Design and Use of a Standalone TCS/Computer System For Teaching Thermal Behavior

Tim Cooley Purdue University, School of Technology

While the modern desktop computer used by students today is a valuable analytical and computational tool, it is rarely studied in the classroom as a thermal system. In order to effectively study such a potentially complex system however, there are difficulties that must be overcome. The most tangible difficulty concerns the cost and complexity of instrumenting and controlling the computer while still retaining its original thermal behavior.

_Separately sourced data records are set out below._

//! Push-notification channel lifecycle for watched folders.
//!
//! Each watched folder has at most one [`WatchChannel`]. Its state relative
//! to the current configuration is one of:
//!
//! ```text
//!   Absent ──subscribe──► Active ──(URL changed | expiry within margin)──► Stale
//!                            ▲                                              │
//!                            └──────────── renew (new id, new expiry) ◄─────┘
//! ```
//!
//! A notification whose channel id is not in the active table is orphaned:
//! the manager asks the provider to stop it and does nothing else.
//!
//! The active table is shared between the webhook handler and the renewal
//! ticker, so it lives behind a mutex. Renewal passes are serialised by a
//! second, async mutex.

use std::collections::HashMap;
use std::sync::{Arc, Mutex};
use std::time::Duration;

use anyhow::{anyhow, Context, Result};
use async_trait::async_trait;
use chrono::{DateTime, Utc};
use hmac::{Hmac, Mac};
use sha2::Sha256;
use tracing::{debug, info, warn};
use uuid::Uuid;

use crate::models::WatchChannel;
use crate::store::WatchChannelStore;

type HmacSha256 = Hmac<Sha256>;

/// Subscription request sent to the provider.
#[derive(Debug, Clone, PartialEq, Eq)]
pub struct ChannelRequest {
    pub channel_id: String,
    pub folder_id: String,
    pub webhook_url: String,
    pub expires_at: DateTime<Utc>,
    /// Opaque token echoed back on every notification.
    pub token: Option<String>,
}

/// The notification provider's subscription API.
#[async_trait]
pub trait ChannelProvider: Send + Sync {
    /// Subscribes a channel; returns the provider's resource id if it gave one.
    async fn watch(&self, req: &ChannelRequest) -> Result<Option<String>>;

    async fn stop(&self, channel_id: &str, resource_id: Option<&str>) -> Result<()>;
}

#[derive(Debug, Clone, Copy, PartialEq, Eq)]
pub enum ChannelState {
    Absent,
    Active,
    Stale,
}

impl std::fmt::Display for ChannelState {
    fn fmt(&self, f: &mut std::fmt::Formatter<'_>) -> std::fmt::Result {
        f.write_str(match self {
            ChannelState::Absent => "absent",
            ChannelState::Active => "active",
            ChannelState::Stale => "stale",
        })
    }
}

/// Classifies a folder's channel against the configured webhook URL.
pub fn channel_state(
    channel: Option<&WatchChannel>,
    webhook_url: &str,
    now: DateTime<Utc>,
    margin: chrono::Duration,
) -> ChannelState {
    match channel {
        None => ChannelState::Absent,
        Some(c) if c.webhook_url != webhook_url || now >= c.expires_at - margin => {
            ChannelState::Stale
        }
        Some(_) => ChannelState::Active,
    }
}

/// Headers of one inbound push notification.
#[derive(Debug, Clone, Default, PartialEq, Eq)]
pub struct Notification {
    pub channel_id: String,
    pub resource_id: Option<String>,
    pub resource_state: String,
    pub token: Option<String>,
}

/// What the webhook should do with a notification.
#[derive(Debug, Clone, Copy, PartialEq, Eq)]
pub enum NotificationAction {
    /// Channel token did not verify.
    Rejected,
    /// Unknown channel; a stop request has been issued.
    Orphaned,
    /// Metadata-only `sync` event.
    Ignored,
    /// Run a discovery query.
    Discover,
}

pub struct WatchChannelManager {
    provider: Arc<dyn ChannelProvider>,
    store: Arc<dyn WatchChannelStore>,
    folders: Vec<String>,
    webhook_url: String,
    webhook_path: String,
    secret: Option<String>,
    ttl: chrono::Duration,
    margin: chrono::Duration,
    /// Active channels keyed by folder id.
    channels: Mutex<HashMap<String, WatchChannel>>,
    renewal: tokio::sync::Mutex<()>,
}

impl WatchChannelManager {
    /// Fails if `webhook_url` is not an absolute URL.
    pub fn new(
        provider: Arc<dyn ChannelProvider>,
        store: Arc<dyn WatchChannelStore>,
        folders: Vec<String>,
        webhook_url: &str,
        secret: Option<String>,
        ttl: Duration,
        margin: Duration,
    ) -> Result<Self> {
        let parsed = reqwest::Url::parse(webhook_url)
            .with_context(|| format!("Invalid GOOGLE_WEBHOOK_URL: '{}'", webhook_url))?;
        if parsed.cannot_be_a_base() {
            return Err(anyhow!("Invalid GOOGLE_WEBHOOK_URL: '{}'", webhook_url));
        }

        Ok(Self {
            provider,
            store,
            folders,
            webhook_url: webhook_url.to_string(),
            webhook_path: parsed.path().to_string(),
            secret,
            ttl: chrono::Duration::from_std(ttl).context("channel ttl out of range")?,
            margin: chrono::Duration::from_std(margin).context("expiry margin out of range")?,
            channels: Mutex::new(HashMap::new()),
            renewal: tokio::sync::Mutex::new(()),
        })
    }

    pub fn folders(&self) -> &[String] {
        &self.folders
    }

    /// Path component of the webhook URL; the route notifications arrive on.
    pub fn webhook_path(&self) -> &str {
        &self.webhook_path
    }

    fn table(&self) -> std::sync::MutexGuard<'_, HashMap<String, WatchChannel>> {
        self.channels.lock().unwrap_or_else(|e| e.into_inner())
    }

    pub fn is_active(&self, channel_id: &str) -> bool {
        self.table().values().any(|c| c.channel_id == channel_id)
    }

    pub fn active_channels(&self) -> Vec<WatchChannel> {
        let mut all: Vec<_> = self.table().values().cloned().collect();
        all.sort_by(|a, b| a.folder_id.cmp(&b.folder_id));
        all
    }

    pub fn state_of(&self, folder_id: &str, now: DateTime<Utc>) -> ChannelState {
        channel_state(
            self.table().get(folder_id),
            &self.webhook_url,
            now,
            self.margin,
        )
    }

    /// Token registered with a channel: hex HMAC-SHA256 of its id.
    fn token_for(&self, channel_id: &str) -> Option<String> {
        let secret = self.secret.as_ref()?;
        let mut mac = HmacSha256::new_from_slice(secret.as_bytes()).ok()?;
        mac.update(channel_id.as_bytes());
        Some(hex::encode(mac.finalize().into_bytes()))
    }

    fn verify_token(&self, channel_id: &str, token: Option<&str>) -> bool {
        let Some(secret) = &self.secret else {
            return true;
        };
        let Some(signature) = token.and_then(|t| hex::decode(t).ok()) else {
            return false;
        };
        let Ok(mut mac) = HmacSha256::new_from_slice(secret.as_bytes()) else {
            return false;
        };
        mac.update(channel_id.as_bytes());
        mac.verify_slice(&signature).is_ok()
    }

    /// Re-subscribes every folder whose channel is absent or stale.
    ///
    /// Per-folder failures are logged and left for the next pass. Returns
    /// the number of channels created.
    pub async fn renew(&self) -> usize {
        let _pass = self.renewal.lock().await;
        let now = Utc::now();
        let mut renewed = 0;

        for folder in &self.folders {
            match self.ensure_channel(folder, now).await {
                Ok(true) => renewed += 1,
                Ok(false) => {}
                Err(e) => warn!(folder_id = %folder, "watch channel renewal failed: {:#}", e),
            }
        }
        renewed
    }

    async fn ensure_channel(&self, folder: &str, now: DateTime<Utc>) -> Result<bool> {
        let cached = self.table().get(folder).cloned();
        let current = match cached {
            Some(c) => Some(c),
            None => self.store.get_watch_channel(folder).await?,
        };

        let state = channel_state(current.as_ref(), &self.webhook_url, now, self.margin);
        if state == ChannelState::Active {
            if let Some(c) = current {
                self.table().insert(folder.to_string(), c);
            }
            return Ok(false);
        }

        let channel_id = Uuid::new_v4().to_string();
        let request = ChannelRequest {
            token: self.token_for(&channel_id),
            channel_id,
            folder_id: folder.to_string(),
            webhook_url: self.webhook_url.clone(),
            expires_at: now + self.ttl,
        };
        let resource_id = self
            .provider
            .watch(&request)
            .await
            .context("provider rejected watch request")?;

        let channel = WatchChannel {
            folder_id: request.folder_id,
            channel_id: request.channel_id,
            resource_id,
            expires_at: request.expires_at,
            webhook_url: request.webhook_url,
        };
        let channel = match self.store.upsert_watch_channel(&channel).await {
            Ok(stored) => stored,
            Err(e) => {
                if let Err(stop_err) = self
                    .provider
                    .stop(&channel.channel_id, channel.resource_id.as_deref())
                    .await
                {
                    warn!(
                        channel_id = %channel.channel_id,
                        "failed to stop unrecorded channel: {:#}", stop_err
                    );
                }
                return Err(e.context("failed to record watch channel"));
            }
        };
        self.table().insert(folder.to_string(), channel.clone());
        info!(
            folder_id = %folder,
            channel_id = %channel.channel_id,
            expires_at = %channel.expires_at,
            previous = %state,
            "watch channel subscribed"
        );

        if let Some(old) = current {
            if let Err(e) = self
                .provider
                .stop(&old.channel_id, old.resource_id.as_deref())
                .await
            {
                debug!(channel_id = %old.channel_id, "stopping replaced channel failed: {:#}", e);
            }
        }
        Ok(true)
    }

    /// Decides what to do with an inbound notification.
    ///
    /// Orphaned channels are stopped here; nothing else has side effects.
    pub async fn handle_notification(&self, n: &Notification) -> NotificationAction {
        if !self.verify_token(&n.channel_id, n.token.as_deref()) {
            warn!(channel_id = %n.channel_id, "notification token mismatch");
            return NotificationAction::Rejected;
        }

        if !self.is_active(&n.channel_id) {
            warn!(channel_id = %n.channel_id, "notification for unknown channel, stopping it");
            if let Err(e) = self
                .provider
                .stop(&n.channel_id, n.resource_id.as_deref())
                .await
            {
                warn!(channel_id = %n.channel_id, "failed to stop orphaned channel: {:#}", e);
            }
            return NotificationAction::Orphaned;
        }

        if n.resource_state == "sync" {
            debug!(channel_id = %n.channel_id, "sync notification ignored");
            return NotificationAction::Ignored;
        }

        NotificationAction::Discover
    }
}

On a more abstract level are difficulties regarding an effective approach to the concepts that would be meaningful to mechanical engineering technology students in an associate’s degree program.

A system called the Thermal Computing System (TCS) was designed and installed in a desktop computer to provide a simple, very low cost solution to the first difficulty. It allows students to observe, test, and record in real-time the thermal behavior and effects of individual components and parameters of the same desktop computer in which it is installed. However, the question of how to effectively use this TCS/computer to teach potentially complex heat transfer concepts to sophomore engineering technology students remains.

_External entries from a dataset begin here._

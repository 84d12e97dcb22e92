//! Minimal Google Drive v3 REST client.
//!
//! Authenticates as a service account: a short-lived RS256 JWT is exchanged
//! for an access token (`urn:ietf:params:oauth:grant-type:jwt-bearer`), which
//! is cached until shortly before it expires.
//!
//! | Operation | Endpoint |
//! |-----------|----------|
//! | list PDFs | `GET /drive/v3/files?q=…` (paginated) |
//! | download | `GET /drive/v3/files/{id}?alt=media` |
//! | archive | `PATCH /drive/v3/files/{id}?addParents=…&removeParents=…` |
//! | watch folder | `POST /drive/v3/files/{id}/watch` |
//! | stop channel | `POST /drive/v3/channels/stop` |

use std::path::Path;
use std::time::{Duration, Instant};

use anyhow::{bail, Context, Result};
use async_trait::async_trait;
use chrono::{DateTime, Utc};
use jsonwebtoken::{Algorithm, EncodingKey, Header};
use serde::{Deserialize, Serialize};
use tokio::sync::Mutex;
use tracing::debug;

use crate::models::{stream_from_bytes, ByteStream};
use crate::watch_channels::{ChannelProvider, ChannelRequest};

const DRIVE_SCOPE: &str = "https://www.googleapis.com/auth/drive";
const DEFAULT_TOKEN_URI: &str = "https://oauth2.googleapis.com/token";
const FILE_FIELDS: &str = "nextPageToken, files(id, name, parents, createdTime, modifiedTime)";
/// Tokens are refreshed this long before their reported expiry.
const TOKEN_SLACK: Duration = Duration::from_secs(60);

/// A file as returned by `files.list`.
#[derive(Debug, Clone, PartialEq, Eq, Deserialize)]
#[serde(rename_all = "camelCase")]
pub struct DriveFile {
    pub id: String,
    pub name: String,
    #[serde(default)]
    pub parents: Vec<String>,
    pub created_time: Option<DateTime<Utc>>,
    pub modified_time: Option<DateTime<Utc>>,
}

/// File operations the Drive watcher needs.
#[async_trait]
pub trait DriveApi: Send + Sync {
    /// Every non-trashed PDF whose parent is one of `folder_ids`.
    async fn list_pdfs(&self, folder_ids: &[String]) -> Result<Vec<DriveFile>>;

    async fn download(&self, file_id: &str) -> Result<ByteStream>;

    /// Re-parents `file_id` so that `folder_id` is its only parent.
    async fn move_file(&self, file_id: &str, folder_id: &str) -> Result<()>;
}

/// Builds the `files.list` query for PDFs in any of `folder_ids`.
pub fn build_search_query(folder_ids: &[String]) -> String {
    let parents = folder_ids
        .iter()
        .map(|id| format!("'{}' in parents", id.replace('\\', "\\\\").replace('\'', "\\'")))
        .collect::<Vec<_>>()
        .join(" or ");
    format!(
        "mimeType='application/pdf' and ({}) and trashed=false",
        parents
    )
}

#[derive(Debug, Deserialize)]
struct ServiceAccountKey {
    client_email: String,
    private_key: String,
    #[serde(default)]
    token_uri: Option<String>,
}

#[derive(Debug, Serialize)]
struct Claims<'a> {
    iss: &'a str,
    scope: &'a str,
    aud: &'a str,
    iat: i64,
    exp: i64,
}

#[derive(Debug, Deserialize)]
struct TokenResponse {
    access_token: String,
    #[serde(default = "default_expires_in")]
    expires_in: u64,
}

fn default_expires_in() -> u64 {
    3600
}

#[derive(Debug, Deserialize)]
#[serde(rename_all = "camelCase")]
struct FileList {
    #[serde(default)]
    files: Vec<DriveFile>,
    next_page_token: Option<String>,
}

#[derive(Debug, Deserialize)]
struct Parents {
    #[serde(default)]
    parents: Vec<String>,
}

#[derive(Debug, Deserialize)]
#[serde(rename_all = "camelCase")]
struct WatchResponse {
    resource_id: Option<String>,
}

pub struct GoogleDriveClient {
    http: reqwest::Client,
    api_url: String,
    client_email: String,
    token_uri: String,
    key: EncodingKey,
    token: Mutex<Option<(String, Instant)>>,
}

impl GoogleDriveClient {
    /// Loads a service-account JSON key file.
    pub fn from_key_file(path: &Path, api_url: &str) -> Result<Self> {
        let content = std::fs::read_to_string(path)
            .with_context(|| format!("Failed to read service account key: {}", path.display()))?;
        let key: ServiceAccountKey = serde_json::from_str(&content)
            .with_context(|| format!("Failed to parse service account key: {}", path.display()))?;
        let encoding = EncodingKey::from_rsa_pem(key.private_key.as_bytes())
            .context("Service account private key is not a valid RSA PEM")?;

        let http = reqwest::Client::builder()
            .timeout(Duration::from_secs(60))
            .build()?;

        Ok(Self {
            http,
            api_url: api_url.trim_end_matches('/').to_string(),
            client_email: key.client_email,
            token_uri: key.token_uri.unwrap_or_else(|| DEFAULT_TOKEN_URI.to_string()),
            key: encoding,
            token: Mutex::new(None),
        })
    }

    async fn access_token(&self) -> Result<String> {
        let mut cached = self.token.lock().await;
        if let Some((token, expires)) = cached.as_ref() {
            if Instant::now() + TOKEN_SLACK < *expires {
                return Ok(token.clone());
            }
        }

        let now = Utc::now().timestamp();
        let claims = Claims {
            iss: &self.client_email,
            scope: DRIVE_SCOPE,
            aud: &self.token_uri,
            iat: now,
            exp: now + 3600,
        };
        let assertion = jsonwebtoken::encode(&Header::new(Algorithm::RS256), &claims, &self.key)
            .context("Failed to sign token request")?;

        let params = [
            ("grant_type", "urn:ietf:params:oauth:grant-type:jwt-bearer"),
            ("assertion", assertion.as_str()),
        ];
        let response = self
            .http
            .post(&self.token_uri)
            .form(&params)
            .send()
            .await
            .context("Failed to request access token")?;
        if !response.status().is_success() {
            let status = response.status();
            let body = response.text().await.unwrap_or_default();
            bail!("Token request failed {}: {}", status, body);
        }
        let token: TokenResponse = response
            .json()
            .await
            .context("Failed to parse token response")?;

        debug!(expires_in = token.expires_in, "obtained drive access token");
        let expires = Instant::now() + Duration::from_secs(token.expires_in);
        *cached = Some((token.access_token.clone(), expires));
        Ok(token.access_token)
    }

    async fn send(&self, req: reqwest::RequestBuilder) -> Result<reqwest::Response> {
        let token = self.access_token().await?;
        let response = req.bearer_auth(token).send().await?;
        let status = response.status();
        if !status.is_success() {
            let body = response.text().await.unwrap_or_default();
            bail!("Drive API error {}: {}", status, body);
        }
        Ok(response)
    }

    fn url(&self, path: &str) -> String {
        format!("{}/drive/v3/{}", self.api_url, path)
    }
}

#[async_trait]
impl DriveApi for GoogleDriveClient {
    async fn list_pdfs(&self, folder_ids: &[String]) -> Result<Vec<DriveFile>> {
        if folder_ids.is_empty() {
            return Ok(Vec::new());
        }
        let query = build_search_query(folder_ids);
        let mut files = Vec::new();
        let mut page_token: Option<String> = None;

        loop {
            let mut params = vec![("q", query.as_str()), ("fields", FILE_FIELDS)];
            if let Some(token) = page_token.as_deref() {
                params.push(("pageToken", token));
            }
            let page: FileList = self
                .send(self.http.get(self.url("files")).query(&params))
                .await?
                .json()
                .await
                .context("Failed to parse file list")?;
            files.extend(page.files);

            match page.next_page_token {
                Some(token) if !token.is_empty() => page_token = Some(token),
                _ => break,
            }
        }
        Ok(files)
    }

    async fn download(&self, file_id: &str) -> Result<ByteStream> {
        let bytes = self
            .send(
                self.http
                    .get(self.url(&format!("files/{}", file_id)))
                    .query(&[("alt", "media")]),
            )
            .await?
            .bytes()
            .await
            .with_context(|| format!("Failed to download file {}", file_id))?;
        Ok(stream_from_bytes(bytes.to_vec()))
    }

    async fn move_file(&self, file_id: &str, folder_id: &str) -> Result<()> {
        let url = self.url(&format!("files/{}", file_id));
        let current: Parents = self
            .send(self.http.get(&url).query(&[("fields", "parents")]))
            .await?
            .json()
            .await
            .context("Failed to parse file parents")?;
        let previous = current.parents.join(",");

        self.send(
            self.http
                .patch(&url)
                .query(&[
                    ("addParents", folder_id),
                    ("removeParents", previous.as_str()),
                    ("fields", "id, parents"),
                ])
                .json(&serde_json::json!({})),
        )
        .await?;
        Ok(())
    }
}

#[async_trait]
impl ChannelProvider for GoogleDriveClient {
    async fn watch(&self, req: &ChannelRequest) -> Result<Option<String>> {
        let mut body = serde_json::json!({
            "id": req.channel_id,
            "type": "web_hook",
            "address": req.webhook_url,
            "expiration": req.expires_at.timestamp_millis().to_string(),
        });
        if let Some(token) = &req.token {
            body["token"] = serde_json::Value::String(token.clone());
        }

        let watched: WatchResponse = self
            .send(
                self.http
                    .post(self.url(&format!("files/{}/watch", req.folder_id)))
                    .json(&body),
            )
            .await?
            .json()
            .await
            .context("Failed to parse watch response")?;
        Ok(watched.resource_id)
    }

    async fn stop(&self, channel_id: &str, resource_id: Option<&str>) -> Result<()> {
        let mut body = serde_json::json!({ "id": channel_id });
        if let Some(resource_id) = resource_id {
            body["resourceId"] = serde_json::Value::String(resource_id.to_string());
        }
        self.send(self.http.post(self.url("channels/stop")).json(&body))
            .await?;
        Ok(())
    }
}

This paper first summarizes the design and behavior of the TCS/computer that makes straightforward and inexpensive exploration of a desktop computer’s thermal behavior possible. It then proposes a pedagogical approach to the exploration of thermal systems such as this that would be appropriate in a 2-year engineering technology program.

TCS/Computer Design

To present a viable computer project to a class for laboratory-based analysis, the computer should be both generic and inexpensive. An older system of modest speed and capability was selected. This system began its life as a basic circa mid-1990s desktop IBM clone containing a 166 megahertz Pentium 1 processor, 2.8 GB hard drive, Verge video card, 12X CD drive, and a 250W power supply. Software consisted of the basics as well; Microsoft Windows 98 II and Office. In a previous life it had been a student-access computer on campus.

To convert this computer into an effective teaching tool the project had the following constraints. First, data acquisition hardware couldn’t cost significantly more than the computer itself (which was free). Naturally this eliminated all known commercial DAQ packages. Secondly, potential software for data display and storage must have minimal cost, RAM, and hard drive storage requirements, primarily as a result of the platform chosen. Additionally, an infinitesimal learning

“Proceedings of the 2003 American Society for Engineering Education Annual Conference & Exposition Copyright © 2003, American Society for Engineering Education”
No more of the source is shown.